If you don’t have time to watch it right now (I highly suggest you do!), here’s the highlight:
“Though we may feel we are “like a broken vessel,” as the Psalmist says,10 we must remember, that vessel is in the hands of the divine potter.”
I sobbed uncontrollably while listening to this talk. It made me realize that I’m not alone, that I’m not broken beyond repair, and that there is still hope.
Though my thoughts may control my destiny, with His help, I can be more in control of my thoughts.
I’m writing this because, well, I’m scared to! I don’t really want to admit I’ve struggled with this. But I know that if I don’t talk about my struggles and how God intervened, I’m being selfish. I’m taking the opportunity away from someone else to learn from my story and gain strength from it.
So if you’re dealing with anxiety right now, there are some things I want you to know.
They say admitting you have a problem is the first step, and it’s absolutely true. You have to admit you have a problem to start fixing it.
Admit it to God. Pray to Him and acknowledge that you need His help, and that you’ll humbly accept whatever direction He needs you to go in.
Admit it to your spouse. Even if you don’t want to go into detail, help them to understand that you’re struggling and need their support.
In admitting you have a problem, it takes a lot of the power away from the problem. The devil thrives in darkness – so shedding a light on the issue helps take his power away.
Also, remember the thoughts are just thoughts. They’re not predictions, they’re not visions, they’re not what’s inevitably going to happen to you or those you love. They’re thoughts, and they have no power unless you allow them to have power.
When they come into your mind, acknowledge them, rather than trying to push them away. It’s kind of like if someone tells you, “don’t think about a white bear.” What are you going to think about? A white bear.
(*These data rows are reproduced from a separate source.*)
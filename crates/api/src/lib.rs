//! Messari relay API server.
//!
//! Endpoints:
//! - GET /health — liveness probe
//! - GET /api/asset?page=N — one page of the upstream asset listing
//! - GET /api/asset/{symbol_or_slug} — metrics of one asset
//! - GET /api/asset/{symbol_or_slug}/metadata — basic metadata of one asset
//! - GET /api/aggregate?tag=&sector= — totals across every listed asset

pub mod routes;
pub mod state;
So rather than feeling ashamed by the thought and saying, “Don’t think about that!”, recognize that it’s just a thought, and that it will pass. By trying to resist it, you’ll end up thinking on it more.
And trust me – I know this one is easier said than done. It takes practice but you’ll get there!
Also, don’t be ashamed to seek professional help. I wish I had done so earlier. In fact, I started Zoloft only because of what was termed “reactive depression” after my husband lost his job, and it relieved my anxiety, too. My thoughts are much easier to control and don’t terrify me to the same degree.
My doctor asked if I’d like to try counseling, but I find counseling doesn’t work for me personally: it makes me dwell on the issues more than I would otherwise. But if counseling is something you want to try, don’t be ashamed! And if you’ve never tried it, give it a shot: after all, if you want something you’ve never had, you’ll have to try something you’ve never done before.
Most of all, don’t feel like you’re the only one.
You’d be surprised how many people around you are silently suffering. People constantly tell me they admire my good attitude and upbeat personality – but most have no idea I struggle with anxiety and depression.
There is always hope. There are better days to come if you seek help.